# portage county deer hunting



## buckedup (Dec 29, 2007)

this is for portage county late season deer hunters,
hows it goin out there? or has everyone given up?

goin out tomorrow morning.let ya know how it goes.


----------



## buckedup (Dec 29, 2007)

went out saturday and saw doe on the run,couldnt get a shot. we'll see how late bow goes.


----------



## c75 (May 29, 2007)

I have one 15$ tag left, dont know if I'll go out anymore or not, got 7 in the box so far, kid has 1, I have 6.....may go out bow another time or 2, do the 4:00-5:30 sit....


----------



## halfrack (Oct 13, 2004)

I am still hunting down there.I plan on going out friday and saturday.Still plenty of time for bowhunting.


----------



## ScumFrog (Feb 27, 2006)

i hunt near mogadore res. i've dropped 3 does this season and also shot my very first buck on dec 16. if there's standing corn anywhere: hunt it!! it worked for me. the taxidermist sed he'll score high 150's low 160's. i'm looking to find people who hunt near mogadore as well. the reason being... more eyes in the woods means better clues as to what the deer are doing around me, and it could also lead to better quality deer management. so i guess what i'm asking there is: if you own/hunt near that area would you plz pm me? i would like to meet you and talk about your hunting experiences.

thnx,
scumfrog
Good Luck buckedup!! I love late season hunting, but i sure hate the cold.


----------



## 313Hunter (Oct 18, 2007)

I have a place to hunt in Portage Cty in Atwater but haven't done any late season hunting.
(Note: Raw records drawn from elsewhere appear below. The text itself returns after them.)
use feed_rs::model::Entry;

use super::types::{ParsedEntry, ParsedFeed};

#[derive(Debug, thiserror::Error)]
pub enum FeedParseError {
    #[error("feed payload is empty")]
    EmptyPayload,
    #[error("feed parse error: {0}")]
    Xml(#[from] feed_rs::parser::ParseFeedError),
}

pub fn parse_feed_bytes(raw: &[u8]) -> Result<ParsedFeed, FeedParseError> {
    if raw.iter().all(|byte| byte.is_ascii_whitespace()) {
        return Err(FeedParseError::EmptyPayload);
    }

    let feed = feed_rs::parser::parse(raw)?;
    let title = feed
        .title
        .as_ref()
        .map(|text| text.content.clone())
        .unwrap_or_else(|| "Untitled Feed".to_string());
    let entries = feed.entries.iter().map(entry_from_feed).collect();

    Ok(ParsedFeed { title, entries })
}

fn entry_from_feed(entry: &Entry) -> ParsedEntry {
    let title = entry
        .title
        .as_ref()
        .map(|text| text.content.clone())
        .unwrap_or_else(|| "Untitled Entry".to_string());
    let link = entry
        .links
        .first()
        .map(|entry_link| entry_link.href.clone())
        .unwrap_or_default();
    let author = entry
        .authors
        .first()
        .map(|person| person.name.trim().to_string())
        .filter(|name| !name.is_empty());
    let published_at = entry
        .published
        .or(entry.updated)
        .map(|timestamp| timestamp.to_rfc3339());

    ParsedEntry {
        title,
        link,
        author,
        published_at,
    }
}

#[cfg(test)]
mod tests {
    use super::*;

    #[test]
    fn parses_rss_fixture_feed() {
        let xml = include_bytes!("../../../fixtures/sample.rss.xml");
        let parsed = parse_feed_bytes(xml).expect("rss fixture must parse");

        assert_eq!(parsed.title, "Example Newsroom");
        assert_eq!(parsed.entries.len(), 2);
        assert_eq!(parsed.entries[0].title, "Budget Passed");
        assert_eq!(
            parsed.entries[0].link,
            "https://news.example.com/articles/budget-passed"
        );
        assert_eq!(parsed.entries[0].author.as_deref(), Some("Ada Reporter"));
        assert!(parsed.entries[0]
            .published_at
            .as_deref()
            .expect("first entry has a date")
            .starts_with("2024-02-05"));
    }

    #[test]
    fn missing_author_and_date_become_none() {
        let xml = br#"<?xml version="1.0"?>
            <rss version="2.0">
              <channel>
                <title>Bare</title>
                <item>
                  <title>No metadata</title>
                  <link>https://bare.example/post</link>
                </item>
              </channel>
            </rss>"#;
        let parsed = parse_feed_bytes(xml).expect("feed must parse");

        assert_eq!(parsed.entries.len(), 1);
        assert_eq!(parsed.entries[0].author, None);
        assert_eq!(parsed.entries[0].published_at, None);
    }

    #[test]
    fn blank_payload_is_rejected() {
        let result = parse_feed_bytes(b"   \n ");
        assert!(matches!(result, Err(FeedParseError::EmptyPayload)));
    }
}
I work the midnight shift in Kent and the deer are moving around the food sources at night, especially the oak trees.


----------



## bkr43050 (Apr 5, 2004)

c75 said:


> I have one 15$ tag left, dont know if I'll go out anymore or not


Do you have an urban zone that you are hunting? If not, you can't still use the $15 tag. You may already know that but I thought I would just mention it.

I still have tags to fill but I don't know if I will get out again or not. Now that the serious cold has set in for a while I may end up talking myself out of going again.


----------



## bgpark1 (Apr 23, 2004)

If you are looking for a hunting buddy... I am always looking for one as well. I live in Akron... and normally have to travel south of Stonecreek... so send me a private message if you want another set of eyes. I have 1 doe down and a buck this season... and have 1 $25 tag left.


----------



## buckedup (Dec 29, 2007)

not far from me. u bow hunt?


----------



## Header (Apr 14, 2004)

If he is west of rt44 it's urban.


----------



## buckedup (Dec 29, 2007)

ya iam east of 44


----------



## Header (Apr 14, 2004)

The last time I checked our urban zone was from rt44 west to rt21 & rt30 north to lake Erie. Of course there are some restricted areas within that.


----------